Steven A. Witmer, Assistant Attorney General
(Mark L. Earley, Attorney General, on
brief), for appellee.
Earnest Eugene Weese, a seventeen-year-old juvenile, pled
guilty in circuit court to aggravated sexual battery pursuant to a
plea agreement. The circuit court, hearing the case de novo on
appeal from the juvenile and domestic relations district court,
found Weese to be delinquent and committed him to an indefinite
term with the Department of Juvenile Justice. After turning
eighteen, Weese moved the circuit court to "amend the charge," in
accordance with the plea agreement, from aggravated sexual battery
to indecent exposure. Weese also moved the circuit court to
vacate the conviction and dismiss the petition on the ground that
the circuit court had lacked jurisdiction to enter the conviction
order. Weese appeals the circuit court's denial of both motions.

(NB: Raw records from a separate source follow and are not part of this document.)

//! 文件系统遍历功能
//!
//! 本模块按层进行广度优先遍历：根目录的直接子项构成第 0 层，
//! 每处理完一整层深度加一。超过最大深度的层不会被访问。

use std::mem;
use std::path::{Path, PathBuf};

use log::{debug, warn};

use super::fs::FileSystem;
use super::options::FindOptions;
use crate::errors::{FindError, FindResult};

/// 按层遍历目录树并收集匹配的文件
pub struct LayeredWalker<'a> {
    fs: &'a dyn FileSystem,
    options: &'a FindOptions,
}

impl<'a> LayeredWalker<'a> {
    /// 使用给定的文件系统和选项创建新的 LayeredWalker
    pub fn new(fs: &'a dyn FileSystem, options: &'a FindOptions) -> Self {
        Self { fs, options }
    }

    /// 从根目录开始遍历，返回所有满足 `is_match` 的文件（按发现顺序）
    ///
    /// 启用 `emit_on_match` 时，每个匹配在加入结果前立即传给 `notify`。
    pub fn walk<M, N>(
        &self,
        root: &Path,
        mut is_match: M,
        mut notify: N,
    ) -> FindResult<Vec<PathBuf>>
    where
        M: FnMut(&Path) -> bool,
        N: FnMut(&Path),
    {
        if !self.fs.is_dir(root) {
            return Err(FindError::InvalidRoot(root.to_path_buf()));
        }

        let mut matches = Vec::new();
        let mut frontier = self.children_of(root);
        let mut depth = 0;

        while !frontier.is_empty() && self.options.allows_depth(depth) {
            let layer = mem::take(&mut frontier);
            let expand = self.options.allows_expansion(depth);
            debug!("处理第 {} 层，共 {} 个条目", depth, layer.len());

            for entry in layer {
                if self.fs.is_dir(&entry) {
                    if expand && self.should_descend(&entry) {
                        frontier.extend(self.children_of(&entry));
                    }
                } else if is_match(&entry) {
                    if self.options.emit_on_match {
                        notify(&entry);
                    }
                    matches.push(entry);
                }
            }

            depth += 1;
        }

        debug!("遍历结束于第 {} 层，找到 {} 个匹配", depth, matches.len());
        Ok(matches)
    }

    /// 列出目录的直接子项，读取失败视为没有子项
    fn children_of(&self, dir: &Path) -> Vec<PathBuf> {
        match self.fs.list_children(dir) {
            Ok(children) => children,
            Err(err) => {
                warn!("跳过无法读取的目录 {}: {}", dir.display(), err);
                Vec::new()
            }
        }
    }

    /// 关闭跟随符号链接时，不进入指向目录的符号链接
    fn should_descend(&self, dir: &Path) -> bool {
        if !self.options.follow_links && self.fs.is_symlink(dir) {
            debug!("跳过符号链接目录: {}", dir.display());
            return false;
        }
        true
    }
}

#[cfg(test)]
mod tests {
    use super::*;
    use crate::finder::fs::memory::MemoryFileSystem;

    fn create_test_structure() -> MemoryFileSystem {
        MemoryFileSystem::new("root")
            .file("root/a.txt", 5)
            .dir("root/sub")
            .file("root/sub/b.txt", 20)
            .dir("root/sub/deep")
            .file("root/sub/deep/c.txt", 20)
    }

    fn walk_all(fs: &MemoryFileSystem, options: &FindOptions) -> FindResult<Vec<PathBuf>> {
        LayeredWalker::new(fs, options).walk(Path::new("root"), |_| true, |_| {})
    }

    fn paths(items: &[&str]) -> Vec<PathBuf> {
        items.iter().map(PathBuf::from).collect()
    }

    #[test]
    fn test_walk_unbounded_in_layer_order() -> Result<(), Box<dyn std::error::Error>> {
        let fs = create_test_structure();
        let found = walk_all(&fs, &FindOptions::new())?;

        assert_eq!(
            found,
            paths(&["root/a.txt", "root/sub/b.txt", "root/sub/deep/c.txt"])
        );
        Ok(())
    }

    #[test]
    fn test_walk_max_depth() -> Result<(), Box<dyn std::error::Error>> {
        let fs = create_test_structure();

        let found = walk_all(&fs, &FindOptions::new().with_max_depth(Some(1)))?;
        assert_eq!(found, paths(&["root/a.txt", "root/sub/b.txt"]));

        let found = walk_all(&fs, &FindOptions::new().with_max_depth(Some(0)))?;
        assert_eq!(found, paths(&["root/a.txt"]));
        Ok(())
    }

    #[test]
    fn test_max_depth_bounds_listings() -> Result<(), Box<dyn std::error::Error>> {
        let fs = create_test_structure();
        walk_all(&fs, &FindOptions::new().with_max_depth(Some(0)))?;
        assert_eq!(fs.listed(), paths(&["root"]));

        let fs = create_test_structure();
        walk_all(&fs, &FindOptions::new().with_max_depth(Some(1)))?;
        assert_eq!(fs.listed(), paths(&["root", "root/sub"]));
        Ok(())
    }

    #[test]
    fn test_depth_relaxation_only_adds() -> Result<(), Box<dyn std::error::Error>> {
        let fs = create_test_structure();
        let mut previous = Vec::new();

        for depth in 0..4 {
            let found = walk_all(&fs, &FindOptions::new().with_max_depth(Some(depth)))?;
            assert!(previous.iter().all(|p| found.contains(p)), "depth {}", depth);
            previous = found;
        }
        assert_eq!(previous.len(), 3);
        Ok(())
    }

    #[test]
    fn test_unreadable_directory_is_skipped() -> Result<(), Box<dyn std::error::Error>> {
        let fs = MemoryFileSystem::new("root")
            .dir("root/locked")
            .file("root/locked/secret.txt", 1)
            .dir("root/open")
            .file("root/open/visible.txt", 1)
            .unreadable("root/locked");

        let found = walk_all(&fs, &FindOptions::new())?;
        assert_eq!(found, paths(&["root/open/visible.txt"]));
        Ok(())
    }

    #[test]
    fn test_unreadable_root_yields_nothing() -> Result<(), Box<dyn std::error::Error>> {
        let fs = create_test_structure().unreadable("root");
        assert!(walk_all(&fs, &FindOptions::new())?.is_empty());
        Ok(())
    }

    #[test]
    fn test_invalid_root() {
        let fs = create_test_structure();
        let options = FindOptions::new();
        let walker = LayeredWalker::new(&fs, &options);

        for root in ["missing", "root/a.txt"] {
            let result = walker.walk(Path::new(root), |_| true, |_| {});
            assert!(matches!(result, Err(FindError::InvalidRoot(ref p)) if p == Path::new(root)));
        }
        assert!(fs.listed().is_empty());
    }

    #[test]
    fn test_each_file_tested_once() -> Result<(), Box<dyn std::error::Error>> {
        let fs = create_test_structure();
        let options = FindOptions::new();
        let mut tested = Vec::new();

        LayeredWalker::new(&fs, &options).walk(
            Path::new("root"),
            |path| {
                tested.push(path.to_path_buf());
                false
            },
            |_| {},
        )?;

        assert_eq!(
            tested,
            paths(&["root/a.txt", "root/sub/b.txt", "root/sub/deep/c.txt"])
        );
        Ok(())
    }

    #[test]
    fn test_emit_on_match() -> Result<(), Box<dyn std::error::Error>> {
        let fs = create_test_structure();
        let is_match = |path: &Path| path.extension().map_or(false, |ext| ext == "txt");

        let mut emitted = Vec::new();
        let options = FindOptions::new().with_emit_on_match(true);
        let found = LayeredWalker::new(&fs, &options)
            .walk(Path::new("root"), is_match, |path| emitted.push(path.to_path_buf()))?;
        assert_eq!(emitted, found);

        let mut emitted = Vec::new();
        let options = FindOptions::new();
        LayeredWalker::new(&fs, &options)
            .walk(Path::new("root"), is_match, |path| emitted.push(path.to_path_buf()))?;
        assert!(emitted.is_empty());
        Ok(())
    }
}
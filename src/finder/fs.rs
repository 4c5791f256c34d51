//! Filesystem access for the traversal engine and the size filters.
//!
//! The engine only needs to classify a path, list a directory one level deep
//! and read a file size, so any storage implementing [`FileSystem`] can be
//! searched.

use std::fs;
use std::path::{Path, PathBuf};

use log::debug;
use walkdir::WalkDir;

use crate::errors::{FindError, FindResult};

/// Capabilities the finder needs from a filesystem
pub trait FileSystem {
    /// Check if the path exists and is a directory (symlinks are followed)
    fn is_dir(&self, path: &Path) -> bool;

    /// Check if the path itself is a symbolic link
    fn is_symlink(&self, path: &Path) -> bool;

    /// List the immediate children of a directory
    fn list_children(&self, dir: &Path) -> FindResult<Vec<PathBuf>>;

    /// Get the size of a file in bytes
    fn size_of(&self, path: &Path) -> FindResult<u64>;
}

/// The operating system's filesystem
#[derive(Debug, Default, Clone, Copy)]
pub struct OsFileSystem;

impl FileSystem for OsFileSystem {
    fn is_dir(&self, path: &Path) -> bool {
        fs::metadata(path).map(|m| m.is_dir()).unwrap_or(false)
    }

    fn is_symlink(&self, path: &Path) -> bool {
        path.symlink_metadata()
            .map(|m| m.file_type().is_symlink())
            .unwrap_or(false)
    }

    fn list_children(&self, dir: &Path) -> FindResult<Vec<PathBuf>> {
        let walker = WalkDir::new(dir).min_depth(1).max_depth(1);
        let mut children = Vec::new();

        for entry in walker {
            match entry {
                Ok(entry) => children.push(entry.into_path()),
                // The directory itself could not be opened
                Err(err) if err.path() == Some(dir) => return Err(err.into()),
                Err(err) => debug!("Skipping entry in {}: {}", dir.display(), err),
            }
        }

        Ok(children)
    }

    fn size_of(&self, path: &Path) -> FindResult<u64> {
        fs::metadata(path)
            .map(|m| m.len())
            .map_err(|e| FindError::filesystem(e, path))
    }
}
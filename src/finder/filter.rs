//! File filtering functionality
//!
//! This module provides the predicates a [`Finder`](super::Finder) applies to
//! every file it discovers. Name predicates look at the base name only, except
//! the case-insensitive ones which look at the whole path.

use std::borrow::Cow;
use std::fmt;
use std::path::Path;

use glob::Pattern;
use regex::Regex;

use super::fs::FileSystem;
use crate::errors::{FindError, FindResult};

/// Trait for file filters
pub trait FileFilter {
    /// Check if the file at `path` matches the filter.
    ///
    /// Filters that need file metadata read it through `fs`, and report
    /// `false` when it cannot be read.
    fn matches(&self, path: &Path, fs: &dyn FileSystem) -> bool;

    /// Get the filter description
    fn description(&self) -> String;
}

/// A single search predicate
pub enum Predicate {
    /// Base name starts with the prefix
    NameStartsWith(String),
    /// Base name ends with the suffix
    NameEndsWith(String),
    /// Base name contains the substring
    NameContains(String),
    /// Base name does not contain the substring
    NameDoesNotContain(String),
    /// Lowercased full path contains the (already lowercased) substring
    NameContainsCaseInsensitive(String),
    /// Lowercased full path does not contain the (already lowercased) substring
    NameDoesNotContainCaseInsensitive(String),
    /// Base name contains a match of the regex
    NameMatchesRegex(Regex),
    /// Base name matches the shell glob
    NameMatchesGlob(Pattern),
    /// File size is at least this many bytes
    SizeAtLeast(u64),
    /// File size is at most this many bytes
    SizeAtMost(u64),
    /// Caller-supplied filter
    Custom(Box<dyn FileFilter>),
}

impl Predicate {
    /// Create a case-insensitive substring predicate over the full path
    pub fn contains_ignore_case(needle: &str) -> Self {
        Predicate::NameContainsCaseInsensitive(needle.to_lowercase())
    }

    /// Create the negation of [`Predicate::contains_ignore_case`]
    pub fn does_not_contain_ignore_case(needle: &str) -> Self {
        Predicate::NameDoesNotContainCaseInsensitive(needle.to_lowercase())
    }

    /// Compile a regex predicate
    pub fn regex(pattern: &str) -> FindResult<Self> {
        let regex = Regex::new(pattern).map_err(|source| FindError::RegexError {
            pattern: pattern.to_string(),
            source,
        })?;
        Ok(Predicate::NameMatchesRegex(regex))
    }

    /// Compile a glob predicate
    pub fn glob(pattern: &str) -> FindResult<Self> {
        let pattern = Pattern::new(pattern).map_err(|source| FindError::PatternError {
            pattern: pattern.to_string(),
            source,
        })?;
        Ok(Predicate::NameMatchesGlob(pattern))
    }
}

impl FileFilter for Predicate {
    fn matches(&self, path: &Path, fs: &dyn FileSystem) -> bool {
        match self {
            Predicate::NameStartsWith(prefix) => base_name(path).starts_with(prefix.as_str()),
            Predicate::NameEndsWith(suffix) => base_name(path).ends_with(suffix.as_str()),
            Predicate::NameContains(needle) => base_name(path).contains(needle.as_str()),
            Predicate::NameDoesNotContain(needle) => !base_name(path).contains(needle.as_str()),
            Predicate::NameContainsCaseInsensitive(needle) => {
                lowered_path(path).contains(needle.as_str())
            }
            Predicate::NameDoesNotContainCaseInsensitive(needle) => {
                !lowered_path(path).contains(needle.as_str())
            }
            Predicate::NameMatchesRegex(regex) => regex.is_match(&base_name(path)),
            Predicate::NameMatchesGlob(pattern) => pattern.matches(&base_name(path)),
            Predicate::SizeAtLeast(min) => {
                fs.size_of(path).map(|size| size >= *min).unwrap_or(false)
            }
            Predicate::SizeAtMost(max) => {
                fs.size_of(path).map(|size| size <= *max).unwrap_or(false)
            }
            Predicate::Custom(filter) => filter.matches(path, fs),
        }
    }

    fn description(&self) -> String {
        match self {
            Predicate::NameStartsWith(prefix) => format!("name starts with '{}'", prefix),
            Predicate::NameEndsWith(suffix) => format!("name ends with '{}'", suffix),
            Predicate::NameContains(needle) => format!("name contains '{}'", needle),
            Predicate::NameDoesNotContain(needle) => format!("name does not contain '{}'", needle),
            Predicate::NameContainsCaseInsensitive(needle) => {
                format!("path contains '{}' (ignore case)", needle)
            }
            Predicate::NameDoesNotContainCaseInsensitive(needle) => {
                format!("path does not contain '{}' (ignore case)", needle)
            }
            Predicate::NameMatchesRegex(regex) => {
                format!("name matches regex '{}'", regex.as_str())
            }
            Predicate::NameMatchesGlob(pattern) => format!("name matches '{}'", pattern.as_str()),
            Predicate::SizeAtLeast(min) => format!("size >= {} bytes", min),
            Predicate::SizeAtMost(max) => format!("size <= {} bytes", max),
            Predicate::Custom(filter) => filter.description(),
        }
    }
}

impl fmt::Debug for Predicate {
    fn fmt(&self, f: &mut fmt::Formatter<'_>) -> fmt::Result {
        f.debug_tuple("Predicate").field(&self.description()).finish()
    }
}

/// Adapts a closure over the path into a [`FileFilter`]
pub struct FnFilter<F> {
    func: F,
    description: String,
}

impl<F> FnFilter<F>
where
    F: Fn(&Path) -> bool,
{
    /// Create a new FnFilter with a description used in logs
    pub fn new(description: impl Into<String>, func: F) -> Self {
        Self {
            func,
            description: description.into(),
        }
    }
}

impl<F> FileFilter for FnFilter<F>
where
    F: Fn(&Path) -> bool,
{
    fn matches(&self, path: &Path, _fs: &dyn FileSystem) -> bool {
        (self.func)(path)
    }

    fn description(&self) -> String {
        self.description.clone()
    }
}

/// Check a path against every predicate in order, stopping at the first miss
pub fn matches_all(predicates: &[Predicate], path: &Path, fs: &dyn FileSystem) -> bool {
    predicates.iter().all(|predicate| predicate.matches(path, fs))
}

fn base_name(path: &Path) -> Cow<'_, str> {
    path.file_name()
        .map(|name| name.to_string_lossy())
        .unwrap_or_default()
}

fn lowered_path(path: &Path) -> String {
    path.to_string_lossy().to_lowercase()
}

We hold that the circuit court had jurisdiction to enter the
conviction and that the circuit court did not err in denying the
motion to amend the charge against Weese. Accordingly, we affirm
the rulings and judgment of the trial court.
I. BACKGROUND
The Commonwealth charged Weese in juvenile court with
forcible sodomy against a child less than thirteen years of age.
After pleading guilty pursuant to a plea agreement to aggravated
sexual battery, Weese appealed the conviction to the circuit court
for a trial de novo. Eventually, Weese pled guilty in circuit
court to aggravated sexual battery pursuant to a second plea
agreement. Among the conditions of the plea agreement, "[i]t was
stated by the Commonwealth for the record, if the defendant has no
further violations prior to his eighteenth (18th) birthday they
will amend the charge to indecent exposure a misdemeanor." The
court accepted the plea, found Weese guilty of aggravated sexual
battery and, as a delinquent, committed him for an indeterminate
period to the Department of Juvenile Justice.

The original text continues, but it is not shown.